Oh, wait, I've got to finish the edits first. Damn, looks like I'll never get better as a writer, because I don't even have time for heavy drinking.

At any rate, look forward to some stories about ugly people turning pretty, coming to a, internet retailer near you!

Wednesday, November 28, 2012

Ugly Sweater 4

I said the other day that I was in the market for an ugly Christmas sweater. Then, by chance, I found what I thought to be a non-ugly sweater. I decided that I must have it.

But I'm cheap, and was hoping to get it for a lower price. I kept an eye on it, hoping that on Black Friday it would go cheap, but, despite every other sweater at the damned store going on sale that day, my preferred sweater did not.

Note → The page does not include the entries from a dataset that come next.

//! Directory and file conventions of the framework tree.
//!
//! Everything the generators hardcode lives here so the contract with the
//! framework can be read in one place.

use std::path::PathBuf;

use crate::request::GenerationRequest;

/// Make variable holding the framework root inside the build file
pub const HOME_VAR: &str = "PLASMAC_HOME";
/// Chombo library root, relative to the framework root
pub const CHOMBO_LIB: &str = "Chombo/lib";
pub const MAKE_DEFS: &str = "mk/Make.defs";
pub const MAKE_EXAMPLE: &str = "mk/Make.example";
pub const DEFAULT_TARGET: &str = "all: all-test";

/// Chombo libraries linked into every mini-app
pub const LIB_NAMES: &[&str] = &[
    "MFElliptic",
    "MFTools",
    "EBAMRTimeDependent",
    "EBAMRElliptic",
    "EBAMRTools",
    "EBTools",
    "AMRElliptic",
    "AMRTools",
    "AMRTimeDependent",
    "BaseTools",
    "BoxTools",
    "Workshop",
    "ParticleTools",
];

/// Number of entries from LIB_NAMES on the first `LibNames` line
pub const LIB_NAMES_FIRST_LINE: usize = 8;

/// Framework source directories compiled into every mini-app
pub const CORE_SRC_DIRS: &[&str] = &[
    "src",
    "src/amr_mesh",
    "src/cdr_solver",
    "src/cell_tagger",
    "src/elliptic",
    "src/geometry",
    "src/global",
    "src/driver",
    "src/poisson_solver",
    "src/rte_solver",
    "src/sigma_solver",
    // kept ahead of geometry so an optional cell tagger lands right after it
    "physics/cdr_plasma",
];

pub const GEOMETRIES: &str = "geometries";
pub const CELL_TAGGERS: &str = "physics/cdr_plasma/cell_taggers";
pub const TIME_STEPPERS: &str = "physics/cdr_plasma/time_steppers";
pub const PLASMA_MODELS: &str = "physics/cdr_plasma/plasma_models";

pub const OPTIONS_EXT: &str = "options";

/// Source directories for a request, relative to the framework root.
///
/// The fixed prefix comes first, then geometry, the optional cell tagger,
/// time stepper and plasma model in that order.
pub fn src_dirs(req: &GenerationRequest) -> Vec<String> {
    let mut dirs: Vec<String> = CORE_SRC_DIRS.iter().map(|d| d.to_string()).collect();
    dirs.push(format!("{GEOMETRIES}/{}", req.geometry));
    dirs.extend(
        req.cell_tagger
            .as_ref()
            .map(|tagger| format!("{CELL_TAGGERS}/{tagger}")),
    );
    dirs.push(format!("{TIME_STEPPERS}/{}", req.time_stepper));
    dirs.push(format!("{PLASMA_MODELS}/{}", req.physics_model));
    dirs
}

/// `<home>/<dir>/<name>.options`
pub fn options_path(req: &GenerationRequest, dir: &str, name: &str) -> PathBuf {
    req.home_path.join(dir).join(format!("{name}.{OPTIONS_EXT}"))
}

/// `<home>/<dir>/<name>/<name>.options`, the convention for pluggable modules
pub fn module_options_path(req: &GenerationRequest, dir: &str, name: &str) -> PathBuf {
    req.home_path
        .join(dir)
        .join(name)
        .join(format!("{name}.{OPTIONS_EXT}"))
}
use std::path::PathBuf;
use thiserror::Error;

#[derive(Error, Debug)]
pub enum Error {
    #[error(transparent)]
    Io(#[from] std::io::Error),

    #[error("failed to create {}: {source}", .path.display())]
    Create {
        path: PathBuf,
        source: std::io::Error,
    },
    #[error("failed to read options file {}: {source}", .path.display())]
    Read {
        path: PathBuf,
        source: std::io::Error,
    },
}

pub type Result<T> = std::result::Result<T, Error>;
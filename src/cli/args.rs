use std::path::PathBuf;

use crate::request::{GenerationRequest, parse_cell_tagger};
use crate::{Result, env};

/// Flags shared by every command that describes a mini-app
#[derive(Debug, Clone, clap::Args)]
pub struct RequestArgs {
    /// Root of the framework checkout
    ///
    /// Defaults to $PLASMAC_HOME.
    #[clap(long, value_name = "PATH", verbatim_doc_comment)]
    pub plasmac_home: Option<PathBuf>,
    /// Directory under the framework root that holds the app
    #[clap(long, value_name = "PATH", default_value = "mini_apps")]
    pub base_dir: PathBuf,
    /// Name of the app directory
    #[clap(long, default_value = "mini_app")]
    pub app_name: String,
    /// File containing int main()
    #[clap(long, default_value = "main")]
    pub filename: String,
    /// Spatial dimension
    #[clap(long, default_value_t = 2, value_parser = clap::value_parser!(u8).range(2..=3))]
    pub dim: u8,
    /// Geometry module under geometries/
    #[clap(long, default_value = "regular_geometry")]
    pub geometry: String,
    /// Plasma model under physics/cdr_plasma/plasma_models/
    #[clap(long, default_value = "morrow_lowke")]
    pub physics: String,
    /// Time stepper under physics/cdr_plasma/time_steppers/
    #[clap(long, default_value = "rk2")]
    pub time_stepper: String,
    /// Convection-diffusion-reaction solver
    #[clap(long, default_value = "cdr_gdnv")]
    pub cdr_solver: String,
    /// Radiative transfer solver
    #[clap(long, default_value = "eddington_sp1")]
    pub rte_solver: String,
    /// Poisson solver
    #[clap(long, default_value = "poisson_multifluid_gmg")]
    pub poisson_solver: String,
    /// Cell tagger under physics/cdr_plasma/cell_taggers/, or "none"
    #[clap(long, default_value = "none")]
    pub cell_tagger: String,
}

impl RequestArgs {
    pub fn request(&self) -> Result<GenerationRequest> {
        let home_path = self
            .plasmac_home
            .clone()
            .or_else(|| env::PLASMAC_HOME.clone())
            .ok_or_else(|| eyre::eyre!("PLASMAC_HOME is not set, pass --plasmac-home"))?;
        Ok(GenerationRequest {
            home_path,
            base_dir: self.base_dir.clone(),
            app_name: self.app_name.clone(),
            dimensionality: self.dim,
            geometry: self.geometry.clone(),
            physics_model: self.physics.clone(),
            time_stepper: self.time_stepper.clone(),
            cdr_solver: self.cdr_solver.clone(),
            rte_solver: self.rte_solver.clone(),
            poisson_solver: self.poisson_solver.clone(),
            cell_tagger: parse_cell_tagger(&self.cell_tagger),
            source_filename: self.filename.clone(),
        })
    }
}
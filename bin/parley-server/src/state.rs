//! Shared application state injected into every Axum handler.

use std::sync::Arc;

use crate::config::Config;
use crate::gateway::ModelGateway;
use crate::store::{ChatHistory, DocumentStore};

/// State shared across all HTTP handlers, passed via `State<Arc<AppState>>`.
pub struct AppState {
    /// Server configuration (env-derived).
    pub config: Arc<Config>,
    /// Facade over the external language-model backend.
    pub gateway: Arc<dyn ModelGateway>,
    /// Ordered log of user/bot exchanges, process-wide.
    pub history: ChatHistory,
    /// Most recently uploaded document's extracted text.
    pub document: DocumentStore,
}

impl AppState {
    /// Assemble the state with empty history and no document.
    pub fn new(config: Arc<Config>, gateway: Arc<dyn ModelGateway>) -> Self {
        Self {
            config,
            gateway,
            history: ChatHistory::new(),
            document: DocumentStore::new(),
        }
    }
}
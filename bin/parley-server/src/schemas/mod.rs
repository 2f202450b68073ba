//! Request / response wire types.

pub mod chat;
pub mod document;
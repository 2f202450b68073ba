//! parley-server – entry point.
//!
//! Startup order:
//! 1. Load `.env` and parse configuration from environment variables;
//!    the process refuses to start without the model credential.
//! 2. Ensure the model backend host bypasses any configured proxy.
//! 3. Initialise structured tracing (JSON or pretty).
//! 4. Build the shared state (gateway client, empty history, no document)
//!    and the Axum router.
//! 5. Start the HTTP server with graceful shutdown.

mod config;
mod error;
mod extract;
mod gateway;
mod middleware;
mod routes;
mod schemas;
mod state;
mod store;

use std::net::SocketAddr;
use std::sync::Arc;

use anyhow::Context;
use dotenv::dotenv;
use tracing::{info, warn};

use crate::config::Config;
use crate::gateway::openai::OpenAiGateway;
use crate::state::AppState;

#[tokio::main]
async fn main() -> anyhow::Result<()> {
    dotenv().ok();

    // ── 1. Configuration ───────────────────────────────────────────────────────
    let cfg = Config::from_env()?;

    // ── 2. Proxy bypass ────────────────────────────────────────────────────────
    // Must happen before the gateway client is built; reqwest snapshots the
    // proxy environment at client construction.
    config::ensure_proxy_bypass(cfg.backend_host());

    // ── 3. Tracing ─────────────────────────────────────────────────────────────
    // Build the log-level filter, warning loudly if the configured value is
    // not a valid tracing filter expression.
    let env_filter = match tracing_subscriber::EnvFilter::try_from_default_env() {
        Ok(filter) => filter,
        Err(_) => match cfg.log_level.parse::<tracing_subscriber::EnvFilter>() {
            Ok(filter) => filter,
            Err(e) => {
                eprintln!(
                    "WARN: PARLEY_LOG='{}' is not a valid tracing filter ({}); \
                     falling back to 'info'",
                    cfg.log_level, e
                );
                tracing_subscriber::EnvFilter::new("info")
            }
        },
    };

    let subscriber = tracing_subscriber::fmt()
        .with_env_filter(env_filter)
        .with_target(true);

    if cfg.log_json {
        subscriber.json().init();
    } else {
        subscriber.init();
    }

    info!(version = env!("CARGO_PKG_VERSION"), "parley-server starting");

    // ── 4. Shared application state ────────────────────────────────────────────
    let gateway =
        OpenAiGateway::new(&cfg).context("failed to build the model gateway client")?;
    let state = Arc::new(AppState::new(Arc::new(cfg.clone()), Arc::new(gateway)));

    // ── 5. HTTP server with graceful shutdown ──────────────────────────────────
    let app = routes::build(Arc::clone(&state));
    let addr: SocketAddr = cfg
        .bind_address
        .parse()
        .context("invalid PARLEY_BIND address")?;
    let listener = tokio::net::TcpListener::bind(addr).await?;
    info!(%addr, model = %cfg.model, "HTTP server listening");

    axum::serve(listener, app)
        .with_graceful_shutdown(shutdown_signal())
        .await?;

    info!("parley-server stopped");
    Ok(())
}

/// Resolves when SIGINT (Ctrl-C) or SIGTERM is received.
async fn shutdown_signal() {
    let ctrl_c = async {
        if let Err(e) = tokio::signal::ctrl_c().await {
            warn!(error = %e, "failed to install CTRL+C signal handler");
        }
    };

    #[cfg(unix)]
    let terminate = async {
        use tokio::signal::unix::{SignalKind, signal};
        match signal(SignalKind::terminate()) {
            Ok(mut stream) => {
                stream.recv().await;
            }
            Err(e) => warn!(error = %e, "failed to install SIGTERM handler"),
        }
    };

    #[cfg(not(unix))]
    let terminate = std::future::pending::<()>();

    tokio::select! {
        _ = ctrl_c    => {}
        _ = terminate => {}
    }

    info!("shutdown signal received; starting graceful shutdown");
}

I had given up hope, but just the other night, on a whim, I checked it out, and found that, lo and behold, it had gone on sale, for Cyber Monday!

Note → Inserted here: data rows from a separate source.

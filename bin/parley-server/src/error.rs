//! Unified request-lifecycle error type.
//!
//! Every handler returns `Result<T, ApiError>`, which implements
//! [`axum::response::IntoResponse`] so errors are automatically converted
//! to a JSON-body HTTP response with an appropriate status code.
//!
//! Internal errors (extraction, gateway) are logged with full detail but
//! only a short generic message is returned to the caller so that decoder
//! internals or backend responses never leak to clients.

use axum::Json;
use axum::http::StatusCode;
use axum::response::{IntoResponse, Response};
use serde_json::json;
use thiserror::Error;
use tracing::error;

use crate::extract::ExtractError;
use crate::gateway::GatewayError;

/// All errors that can occur while serving a request.
#[derive(Debug, Error)]
pub enum ApiError {
    /// The caller sent an invalid or missing field.
    #[error("{0}")]
    Validation(String),

    /// The uploaded file's extension is not one of `.txt`, `.pdf`, `.docx`.
    #[error("Unsupported file format. Please upload a .txt, .pdf, or .docx file.")]
    UnsupportedFormat,

    /// A query arrived before any document was uploaded.
    #[error("No document uploaded. Please upload a document first.")]
    NoDocument,

    /// The uploaded file exceeds the configured size cap.
    #[error("{0}")]
    PayloadTooLarge(String),

    /// Decoding the uploaded bytes into text failed.
    #[error("error processing document: {0}")]
    Extraction(#[from] ExtractError),

    /// The model backend round trip failed.
    #[error("error querying the model backend: {0}")]
    Gateway(#[from] GatewayError),
}

impl IntoResponse for ApiError {
    fn into_response(self) -> Response {
        let (status, client_message) = match &self {
            // Client-facing errors: expose the message directly.
            ApiError::Validation(_) | ApiError::UnsupportedFormat | ApiError::NoDocument => {
                (StatusCode::BAD_REQUEST, self.to_string())
            }
            ApiError::PayloadTooLarge(_) => (StatusCode::PAYLOAD_TOO_LARGE, self.to_string()),

            // Internal errors: log the full detail, return a short message.
            ApiError::Extraction(e) => {
                error!(error = %e, "document extraction failed");
                (
                    StatusCode::INTERNAL_SERVER_ERROR,
                    "Error processing document.".to_owned(),
                )
            }
            ApiError::Gateway(e) => {
                error!(error = %e, "model backend call failed");
                (
                    StatusCode::INTERNAL_SERVER_ERROR,
                    "Error communicating with the model backend.".to_owned(),
                )
            }
        };
        (status, Json(json!({ "error": client_message }))).into_response()
    }
}

// ── Tests ──────────────────────────────────────────────────────────────────────

#[cfg(test)]
mod test {
    use super::*;

    #[test]
    fn client_errors_map_to_400() {
        let response = ApiError::NoDocument.into_response();
        assert_eq!(response.status(), StatusCode::BAD_REQUEST);

        let response = ApiError::Validation("Message is required.".into()).into_response();
        assert_eq!(response.status(), StatusCode::BAD_REQUEST);

        let response = ApiError::UnsupportedFormat.into_response();
        assert_eq!(response.status(), StatusCode::BAD_REQUEST);
    }

    #[test]
    fn internal_errors_map_to_500() {
        let response = ApiError::Gateway(GatewayError::EmptyCompletion).into_response();
        assert_eq!(response.status(), StatusCode::INTERNAL_SERVER_ERROR);
    }
}
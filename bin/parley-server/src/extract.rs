//! Document text extraction.
//!
//! Uploads branch on a [`DocumentKind`] derived from the file extension;
//! each variant owns its decoder. The decoders themselves (PDF, DOCX) are
//! opaque third-party libraries turning bytes into text.

use std::path::Path;

use thiserror::Error;

/// Number of preview characters returned to the caller after an upload.
pub const PREVIEW_CHARS: usize = 500;

/// Errors produced while decoding uploaded bytes into text.
#[derive(Debug, Error)]
pub enum ExtractError {
    #[error("file is not valid UTF-8: {0}")]
    Utf8(#[from] std::string::FromUtf8Error),

    #[error("PDF parse error: {0}")]
    Pdf(String),

    #[error("DOCX parse error: {0}")]
    Docx(String),
}

/// Supported document formats, keyed on the upload's file extension.
#[derive(Debug, Clone, Copy, PartialEq, Eq)]
pub enum DocumentKind {
    Text,
    Pdf,
    Docx,
}

impl DocumentKind {
    /// Determine the format from the uploaded file name.
    ///
    /// Returns `None` for anything but `.txt`, `.pdf`, or `.docx`
    /// (case-insensitive).
    pub fn from_filename(name: &str) -> Option<Self> {
        let ext = Path::new(name).extension()?.to_str()?.to_lowercase();
        match ext.as_str() {
            "txt" => Some(DocumentKind::Text),
            "pdf" => Some(DocumentKind::Pdf),
            "docx" => Some(DocumentKind::Docx),
            _ => None,
        }
    }

    /// Decode `bytes` into plain text according to the format.
    pub fn extract_text(self, bytes: Vec<u8>) -> Result<String, ExtractError> {
        match self {
            DocumentKind::Text => Ok(String::from_utf8(bytes)?),
            DocumentKind::Pdf => pdf_extract::extract_text_from_mem(&bytes)
                .map_err(|e| ExtractError::Pdf(e.to_string())),
            DocumentKind::Docx => docx_text(&bytes),
        }
    }
}

/// First `max_chars` characters of `text` (the whole text when shorter).
///
/// Boundaries are characters, not bytes, so multi-byte content is never
/// split mid-codepoint.
pub fn truncate_chars(text: &str, max_chars: usize) -> &str {
    match text.char_indices().nth(max_chars) {
        Some((idx, _)) => &text[..idx],
        None => text,
    }
}

/// Pull the visible paragraph text out of a DOCX body, one line per
/// paragraph.
fn docx_text(bytes: &[u8]) -> Result<String, ExtractError> {
    use docx_rs::{DocumentChild, ParagraphChild, RunChild};

    let docx = docx_rs::read_docx(bytes).map_err(|e| ExtractError::Docx(e.to_string()))?;

    let mut paragraphs = Vec::new();
    for child in &docx.document.children {
        if let DocumentChild::Paragraph(paragraph) = child {
            let mut line = String::new();
            for paragraph_child in &paragraph.children {
                if let ParagraphChild::Run(run) = paragraph_child {
                    for run_child in &run.children {
                        if let RunChild::Text(text) = run_child {
                            line.push_str(&text.text);
                        }
                    }
                }
            }
            paragraphs.push(line);
        }
    }
    Ok(paragraphs.join("\n"))
}

// ── Tests ──────────────────────────────────────────────────────────────────────
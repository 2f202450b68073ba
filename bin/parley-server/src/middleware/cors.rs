//! CORS layer construction.

use std::sync::Arc;

use tower_http::cors::{Any, CorsLayer};

use crate::state::AppState;

/// Build the CORS layer: a restrictive origin list when
/// `PARLEY_CORS_ORIGINS` is set, wildcard otherwise.
pub fn cors_layer(state: Arc<AppState>) -> CorsLayer {
    let Some(origins_str) = &state.config.cors_allowed_origins else {
        // Wildcard suits development; set PARLEY_CORS_ORIGINS in production.
        return wildcard();
    };

    let origins: Vec<axum::http::HeaderValue> = origins_str
        .split(',')
        .filter_map(|origin| origin.trim().parse().ok())
        .collect();

    if origins.is_empty() {
        wildcard()
    } else {
        CorsLayer::new()
            .allow_origin(origins)
            .allow_headers(Any)
            .allow_methods(Any)
    }
}

fn wildcard() -> CorsLayer {
    CorsLayer::new()
        .allow_origin(Any)
        .allow_headers(Any)
        .allow_methods(Any)
}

Huzzah! Or at least you might think that's how I reacted. Until I looked closer. No. No huzzahs for me. The sweater was already sold out.

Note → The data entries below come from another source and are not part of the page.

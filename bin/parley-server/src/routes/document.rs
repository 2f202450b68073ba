//! Document endpoints: upload a document and ask questions about it.
//!
//! Uploads arrive as multipart/form-data, are decoded to plain text
//! according to their extension, and replace the process-wide document
//! singleton. Queries prompt the model backend with the question plus a
//! truncated slice of the stored text.

use std::sync::Arc;

use axum::extract::{Multipart, State};
use axum::routing::post;
use axum::{Json, Router};
use tracing::{debug, info};
use utoipa::OpenApi;

use crate::error::ApiError;
use crate::extract::{self, DocumentKind, PREVIEW_CHARS};
use crate::schemas::document::{QueryRequest, QueryResponse, UploadForm, UploadResponse};
use crate::state::AppState;

/// Upper bound on document characters included in a query prompt.
const PROMPT_CONTEXT_CHARS: usize = 4000;

#[derive(OpenApi)]
#[openapi(
    paths(upload_document, query_document),
    components(schemas(UploadForm, UploadResponse, QueryRequest, QueryResponse))
)]
pub struct DocumentApi;

/// Register document routes.
pub fn router() -> Router<Arc<AppState>> {
    Router::new()
        .route("/upload_document", post(upload_document))
        .route("/query_document", post(query_document))
}

/// Upload a document (`POST /upload_document`).
///
/// Accepts a `.txt`, `.pdf`, or `.docx` file in the multipart `file`
/// field. The extracted text replaces any previously stored document
/// (last write wins) and the first 500 characters are returned as a
/// preview.
#[utoipa::path(
    post,
    path = "/upload_document",
    tag = "document",
    request_body(content = UploadForm, description = "Document upload (multipart/form-data)"),
    responses(
        (status = 200, description = "Document stored", body = UploadResponse),
        (status = 400, description = "Missing file or unsupported extension"),
        (status = 413, description = "File too large"),
        (status = 500, description = "Text extraction failed"),
    )
)]
pub async fn upload_document(
    State(state): State<Arc<AppState>>,
    mut multipart: Multipart,
) -> Result<Json<UploadResponse>, ApiError> {
    let max_bytes = state.config.max_upload_mb * 1024 * 1024;

    let mut file_name = String::new();
    let mut file_bytes: Vec<u8> = Vec::new();
    let mut saw_file = false;

    while let Some(mut field) = multipart
        .next_field()
        .await
        .map_err(|e| ApiError::Validation(format!("Failed to read multipart field: {e}")))?
    {
        if field.name() != Some("file") {
            continue;
        }

        file_name = field.file_name().unwrap_or("upload").to_owned();
        saw_file = true;

        // Stream the upload, enforcing the size cap as chunks arrive.
        while let Some(chunk) = field
            .chunk()
            .await
            .map_err(|e| ApiError::Validation(format!("Failed to read file chunk: {e}")))?
        {
            file_bytes.extend_from_slice(&chunk);
            if file_bytes.len() > max_bytes {
                return Err(ApiError::PayloadTooLarge(format!(
                    "File too large: exceeds the {}MB limit.",
                    state.config.max_upload_mb
                )));
            }
        }
    }

    if !saw_file {
        return Err(ApiError::Validation("No file uploaded.".into()));
    }

    // Reject unsupported extensions before any decoding; the store is not
    // touched on this path.
    let kind = DocumentKind::from_filename(&file_name).ok_or(ApiError::UnsupportedFormat)?;

    debug!(
        file_name = %file_name,
        size_bytes = file_bytes.len(),
        kind = ?kind,
        "received document upload"
    );

    let text = kind.extract_text(file_bytes)?;
    let preview = extract::truncate_chars(&text, PREVIEW_CHARS).to_owned();
    state.document.replace(text);

    info!(file_name = %file_name, preview_chars = preview.chars().count(), "document stored");

    Ok(Json(UploadResponse {
        message: "Document uploaded successfully.".to_owned(),
        content_preview: preview,
    }))
}

/// Ask a question about the uploaded document (`POST /query_document`).
///
/// Fails when no (non-empty) document has been uploaded. The prompt sent
/// to the backend combines the question with at most the first 4000
/// characters of the stored text.
#[utoipa::path(
    post,
    path = "/query_document",
    tag = "document",
    request_body = QueryRequest,
    responses(
        (status = 200, description = "Answer generated", body = QueryResponse),
        (status = 400, description = "No document uploaded"),
        (status = 500, description = "Model backend failure"),
    )
)]
pub async fn query_document(
    State(state): State<Arc<AppState>>,
    Json(req): Json<QueryRequest>,
) -> Result<Json<QueryResponse>, ApiError> {
    // Snapshot the text so no lock is held during the backend round trip.
    let text = state.document.snapshot().ok_or(ApiError::NoDocument)?;

    let context = extract::truncate_chars(&text, PROMPT_CONTEXT_CHARS);
    let prompt = format!(
        "Use the following document to answer the question:\n\n{context}\n\nQuestion: {}",
        req.query
    );

    debug!(
        query_chars = req.query.chars().count(),
        context_chars = context.chars().count(),
        "document query"
    );

    let response = state.gateway.complete(&prompt).await?;

    Ok(Json(QueryResponse { response }))
}

// ── Tests ──────────────────────────────────────────────────────────────────────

I guess I'll go back to wanting an ugly sweater instead. Ugly people like me wouldn't look good in such a nice sweater anyway.

Tuesday, November 27, 2012


So, as a follow up to yesterday's post about the Carpenters, I wanted to get some opinions, if anyone has them, about Christmas music.

See, I like Christmas music. I know that's not hip with the kids and stuff, and it's cooler to hate things, and be counterculture, and to vomit a lot, but I fear for my tooth enamel with all that vomiting really.

My problem is that I'm kind of in that "I've heard it all" mentality right now. If I have to listen to another version "Sleigh Ride", "Do You Hear What I Hear", or "Baby, It's Cold Outside" I might wind up convicted of a violent crime, but I'll have a good defense, the crappy Christmas music drove me to it.

Part of my problem may be that I've been listening to the Christmas radio stations, which play as much Kenny G and Michael Bolton as they do Bing Crosby. But I'm tired to death of endless versions of the same songs with very little variety. I think I heard two different versions of "Do You Hear What I Hear" within a single five song block the other day. What the hell? Is there nothing else to choose from?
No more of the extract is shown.